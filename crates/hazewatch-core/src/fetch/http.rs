use super::PageSource;
use crate::error::HazeError;
use async_trait::async_trait;
use reqwest::{Client, StatusCode};
use std::time::Duration;
use tracing::debug;

pub const USER_AGENT: &str = concat!("hazewatch/", env!("CARGO_PKG_VERSION"));

/// `PageSource` over plain HTTP(S).
pub struct HttpSource {
    client: Client,
}

impl HttpSource {
    pub fn new(timeout: Duration) -> Result<Self, HazeError> {
        let client = Client::builder()
            .user_agent(USER_AGENT)
            .timeout(timeout)
            .build()
            .map_err(|e| HazeError::FetchFailure {
                url: String::new(),
                reason: format!("could not build HTTP client: {}", e),
            })?;
        Ok(Self::with_client(client))
    }

    /// Use an already configured client, e.g. one with a proxy or extra headers.
    pub fn with_client(client: Client) -> Self {
        Self { client }
    }
}

#[async_trait]
impl PageSource for HttpSource {
    async fn fetch_page(&self, url: &str) -> Result<String, HazeError> {
        let failure = |reason: String| HazeError::FetchFailure {
            url: url.to_string(),
            reason,
        };

        let response = self
            .client
            .get(url)
            .send()
            .await
            .map_err(|e| failure(e.to_string()))?;

        let status = response.status();
        if status != StatusCode::OK {
            return Err(failure(format!("unexpected status {}", status)));
        }

        let body = response.text().await.map_err(|e| failure(e.to_string()))?;
        debug!(url, bytes = body.len(), "page fetched");
        Ok(body)
    }

    fn backend_name(&self) -> &str {
        "http"
    }
}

:::::

_WHAT THE TASK ASKS_
Word for word, output the lines of the data from its first line through the line where "not build HTTP" appears, and stop there.

_OUTPUT BELOW_
filename crates/hazewatch-core/src/fetch/http.rs
use super::PageSource;
use crate::error::HazeError;
use async_trait::async_trait;
use reqwest::{Client, StatusCode};
use std::time::Duration;
use tracing::debug;

pub const USER_AGENT: &str = concat!("hazewatch/", env!("CARGO_PKG_VERSION"));

/// `PageSource` over plain HTTP(S).
pub struct HttpSource {
    client: Client,
}

impl HttpSource {
    pub fn new(timeout: Duration) -> Result<Self, HazeError> {
        let client = Client::builder()
            .user_agent(USER_AGENT)
            .timeout(timeout)
            .build()
            .map_err(|e| HazeError::FetchFailure {
                url: String::new(),
                reason: format!("could not build HTTP client: {}", e),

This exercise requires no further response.